Court name
HC: Criminal Division (Uganda)
Judgment date
13 February 2015

Okujua & 2 Ors v Uganda (Criminal Appeal-2014/54) [2015] UGHCCRD 21 (13 February 2015);

Cite this case
[2015] UGHCCRD 21
Namundi, J





(Arising from Nakifuma Criminal Case No. 197 of 2012)


  3. BWABYE ADEN  ::::::::::::::::::::::::::::::::::::::::::::::::::::::::: APPELLANTS




UGANDA  ::::::::::::::::::::::::::::::::::::::::::::::::::::::::::::::::::::::::::  RESPONDENT







This Appeal arises out of the Judgment and Orders of the Magistrate Grade 1 Ms. Jolly Nkore sitting in the Chief Magistrate’s Court Mukono at Nakifuma.

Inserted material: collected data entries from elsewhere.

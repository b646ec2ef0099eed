//! Resolved manifest of everything a scaffold run creates.

use crate::error::{Error, Result};
use camino::{Utf8Component, Utf8Path, Utf8PathBuf};
use serde::{Serialize, Serializer};
use specseed_core::types::{AiTool, ProjectType};
use std::collections::BTreeMap;

/// Catalog table an entry was taken from
#[derive(Debug, Clone, Copy, PartialEq, Eq, Serialize)]
#[serde(rename_all = "kebab-case", tag = "table", content = "key")]
pub enum EntryOrigin {
    Baseline,
    ProjectType(ProjectType),
    AiTool(AiTool),
}

impl std::fmt::Display for EntryOrigin {
    fn fmt(&self, f: &mut std::fmt::Formatter<'_>) -> std::fmt::Result {
        match self {
            Self::Baseline => write!(f, "baseline"),
            Self::ProjectType(t) => write!(f, "project-type:{}", t),
            Self::AiTool(t) => write!(f, "ai-tool:{}", t),
        }
    }
}

/// What gets written at an entry's path
#[derive(Debug, Clone, PartialEq, Eq, Serialize)]
#[serde(rename_all = "kebab-case", tag = "kind")]
pub enum EntryContent {
    /// Regular file with fully rendered text
    File { content: String },
    /// Empty directory marker
    Directory,
}

/// A single file or directory to create under the project root
#[derive(Debug, Clone, PartialEq, Eq, Serialize)]
pub struct TemplateEntry {
    pub path: Utf8PathBuf,
    #[serde(flatten)]
    pub content: EntryContent,
    pub origin: EntryOrigin,
}

impl TemplateEntry {
    pub fn file(path: impl Into<Utf8PathBuf>, content: String, origin: EntryOrigin) -> Self {
        Self {
            path: path.into(),
            content: EntryContent::File { content },
            origin,
        }
    }

    pub fn directory(path: impl Into<Utf8PathBuf>, origin: EntryOrigin) -> Self {
        Self {
            path: path.into(),
            content: EntryContent::Directory,
            origin,
        }
    }

    pub fn is_directory(&self) -> bool {
        matches!(self.content, EntryContent::Directory)
    }

    /// Rendered text for file entries
    pub fn text(&self) -> Option<&str> {
        match &self.content {
            EntryContent::File { content } => Some(content),
            EntryContent::Directory => None,
        }
    }
}

/// Every entry for one run, keyed and ordered by path.
///
/// Path ordering compares components, so a parent directory always
/// iterates before anything inside it.
#[derive(Debug, Clone, Default, PartialEq, Eq)]
pub struct TemplateSet {
    entries: BTreeMap<Utf8PathBuf, TemplateEntry>,
}

impl TemplateSet {
    pub fn new() -> Self {
        Self::default()
    }

    /// Add an entry, rejecting unsafe, duplicate, or conflicting paths
    pub fn insert(&mut self, entry: TemplateEntry) -> Result<()> {
        validate_relative_path(&entry.path)?;

        if self.entries.contains_key(&entry.path) {
            return Err(Error::duplicate_template_path(entry.path.as_str()));
        }

        // A file can't also be a parent of another entry
        for existing in self.entries.values() {
            if !existing.is_directory() && is_strict_ancestor(&existing.path, &entry.path) {
                return Err(Error::conflicting_template_path(
                    entry.path.as_str(),
                    existing.path.as_str(),
                ));
            }
            if !entry.is_directory() && is_strict_ancestor(&entry.path, &existing.path) {
                return Err(Error::conflicting_template_path(
                    existing.path.as_str(),
                    entry.path.as_str(),
                ));
            }
        }

        self.entries.insert(entry.path.clone(), entry);
        Ok(())
    }

    pub fn get(&self, path: impl AsRef<Utf8Path>) -> Option<&TemplateEntry> {
        self.entries.get(path.as_ref())
    }

    pub fn contains(&self, path: impl AsRef<Utf8Path>) -> bool {
        self.entries.contains_key(path.as_ref())
    }

    /// Entries in creation order
    pub fn iter(&self) -> impl Iterator<Item = &TemplateEntry> {
        self.entries.values()
    }

    pub fn paths(&self) -> Vec<&Utf8Path> {
        self.entries.keys().map(|p| p.as_path()).collect()
    }

    pub fn len(&self) -> usize {
        self.entries.len()
    }

    pub fn is_empty(&self) -> bool {
        self.entries.is_empty()
    }
}

impl Serialize for TemplateSet {
    fn serialize<S: Serializer>(&self, serializer: S) -> std::result::Result<S::Ok, S::Error> {
        serializer.collect_seq(self.entries.values())
    }
}

/// Reject paths that are empty, absolute, or climb out of the project root
pub fn validate_relative_path(path: &Utf8Path) -> Result<()> {
    if path.as_str().is_empty() {
        return Err(Error::unsafe_template_path(path.as_str()));
    }

    for component in path.components() {
        match component {
            Utf8Component::Normal(_) | Utf8Component::CurDir => {}
            Utf8Component::ParentDir | Utf8Component::RootDir | Utf8Component::Prefix(_) => {
                return Err(Error::unsafe_template_path(path.as_str()));
            }
        }
    }

    if !path
        .components()
        .any(|c| matches!(c, Utf8Component::Normal(_)))
    {
        return Err(Error::unsafe_template_path(path.as_str()));
    }

    Ok(())
}

fn is_strict_ancestor(ancestor: &Utf8Path, path: &Utf8Path) -> bool {
    path != ancestor && path.starts_with(ancestor)
}
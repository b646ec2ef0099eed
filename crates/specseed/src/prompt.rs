//! Terminal prompts backed by dialoguer

use dialoguer::{Input, Select};
use specseed_projects::Prompter;
use std::io;

use crate::output;

/// Interactive prompter for a real terminal
pub struct TerminalPrompter;

impl Prompter for TerminalPrompter {
    fn input(&mut self, prompt: &str, default: Option<&str>) -> io::Result<String> {
        // Empty replies come back to the caller so it can explain the rejection
        let mut input = Input::<String>::new().with_prompt(prompt).allow_empty(true);

        if let Some(default) = default {
            input = input.default(default.to_string());
        }

        input.interact_text().map_err(io::Error::from)
    }

    fn select(&mut self, prompt: &str, items: &[String], default: usize) -> io::Result<usize> {
        Select::new()
            .with_prompt(prompt)
            .items(items)
            .default(default)
            .interact()
            .map_err(io::Error::from)
    }

    fn notice(&mut self, message: &str) {
        output::warning(message);
    }
}
//! Configuration loading and management

mod hierarchical_loader;

pub use hierarchical_loader::HierarchicalConfigLoader;

use crate::types::{AiTool, ProjectType};
use camino::Utf8PathBuf;
use serde::Deserialize;

/// Scaffolder configuration after all layers are applied
#[derive(Debug, Clone, Default, PartialEq, Deserialize)]
#[serde(rename_all = "kebab-case")]
pub struct ScaffoldConfig {
    /// Defaults offered (or applied, with `--no-input`) for answers
    #[serde(default)]
    pub defaults: AnswerDefaults,

    /// Directory the project root is created in
    #[serde(default)]
    pub output_dir: Option<Utf8PathBuf>,

    /// Custom template catalog replacing the built-in one
    #[serde(default)]
    pub templates_file: Option<Utf8PathBuf>,
}

/// Default answers for fields the operator did not supply
#[derive(Debug, Clone, Default, PartialEq, Deserialize)]
#[serde(rename_all = "kebab-case")]
pub struct AnswerDefaults {
    #[serde(default)]
    pub description: Option<String>,

    #[serde(default)]
    pub project_type: Option<ProjectType>,

    #[serde(default)]
    pub ai_tool: Option<AiTool>,
}

impl ScaffoldConfig {
    /// Merge two configs; values set in `overlay` win
    pub fn merge(self, overlay: ScaffoldConfig) -> ScaffoldConfig {
        ScaffoldConfig {
            defaults: AnswerDefaults {
                description: overlay.defaults.description.or(self.defaults.description),
                project_type: overlay.defaults.project_type.or(self.defaults.project_type),
                ai_tool: overlay.defaults.ai_tool.or(self.defaults.ai_tool),
            },
            output_dir: overlay.output_dir.or(self.output_dir),
            templates_file: overlay.templates_file.or(self.templates_file),
        }
    }
}

#[cfg(test)]
mod tests {
    use super::*;

    #[test]
    fn test_merge_prefers_overlay() {
        let base = ScaffoldConfig {
            defaults: AnswerDefaults {
                description: Some("base".to_string()),
                project_type: Some(ProjectType::General),
                ai_tool: None,
            },
            output_dir: Some(Utf8PathBuf::from("/base")),
            templates_file: None,
        };
        let overlay = ScaffoldConfig {
            defaults: AnswerDefaults {
                description: None,
                project_type: Some(ProjectType::Algorithm),
                ai_tool: Some(AiTool::Cursor),
            },
            output_dir: None,
            templates_file: Some(Utf8PathBuf::from("catalog.yaml")),
        };

        let merged = base.merge(overlay);
        assert_eq!(merged.defaults.description.as_deref(), Some("base"));
        assert_eq!(merged.defaults.project_type, Some(ProjectType::Algorithm));
        assert_eq!(merged.defaults.ai_tool, Some(AiTool::Cursor));
        assert_eq!(merged.output_dir, Some(Utf8PathBuf::from("/base")));
        assert_eq!(merged.templates_file, Some(Utf8PathBuf::from("catalog.yaml")));
    }

    #[test]
    fn test_deserialize_kebab_case() {
        let yaml = r#"
defaults:
  project-type: data-pipeline
  ai-tool: claude-code
output-dir: /tmp/projects
"#;
        let config: ScaffoldConfig = serde_yaml_ng::from_str(yaml).unwrap();
        assert_eq!(config.defaults.project_type, Some(ProjectType::DataPipeline));
        assert_eq!(config.defaults.ai_tool, Some(AiTool::ClaudeCode));
        assert_eq!(config.output_dir, Some(Utf8PathBuf::from("/tmp/projects")));
        assert!(config.templates_file.is_none());
    }

    #[test]
    fn test_defaults_accept_labels_and_aliases() {
        let yaml = r#"
defaults:
  project-type: Algorithm implementation
  ai-tool: github-copilot
"#;
        let config: ScaffoldConfig = serde_yaml_ng::from_str(yaml).unwrap();
        assert_eq!(config.defaults.project_type, Some(ProjectType::Algorithm));
        assert_eq!(config.defaults.ai_tool, Some(AiTool::Copilot));
    }
}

Therein she convicted the accused people/who are now Appellants on charges of;

  1. Criminal trespass contrary to Section 302 of the Penal Code Act.
  2. Malicious damage to property contrary to Section 335 of the Penal Code Act.
  3. Theft contrary to Section 254(1) and 261 of the penal Code Act.

They were sentenced to serve 2 years imprisonment on each Count all of them running consecutively.


The case for the prosecution was that the Appellants and others still at large on 21/9/2012 at Mayangayanga village in Mukono District entered into the premises of Mudondo Jesca Nawegulo alias Namugwere and with intent to damage and steal, unlawfully destroyed the said house and stole properties therefrom valued at Shs.800,000/= and cash Shs.5,000,000/=.


The Memorandum of Appeal raised 3 grounds but in the written submissions by the Appellants’ Counsel abandoned Ground No. 2 leaving Grounds No. 1 and Ground No. 3 which read as follows:

  1. The trial Magistrate erred in Law and fact when she convicted the Appellants on evidence which was full of contradictions and inconsistencies.


  1. …………………………….


  1. The Judgment of the trial Magistrate was bad in Law as a whole and against the weight of evidence adduced at the trial.


The submissions by the Appellants’ Counsel were mostly verbatim reproduction of parts of the testimonies by various witnesses which made it difficult to extract the faults the Appellants have found with the Judgment of the trial Magistrate.


However, with difficulty, I was able to extract some points of contention therefrom.

  1. That the evidence of PW1 the complainant was hearsay, as she was never at the scene.   That she was chased by the mob and she took refuge in a nearby school and therefore never saw what transpired at the scene of crime.  That she therefore never identified the Appellants.


  1. That PW2 never identified the Appellants and that those she mentions as having seen were not arrested.    That she is also not clear as to where she was hiding in order to see the attackers.  That her testimony is full of lies and contradictions.


  1. That there were major inconsistencies and contradictions e.g.


  1. Differences in the dates as to when the actual destruction took place – PW1 talks of Friday 21/9/2012 and 28/9/2012.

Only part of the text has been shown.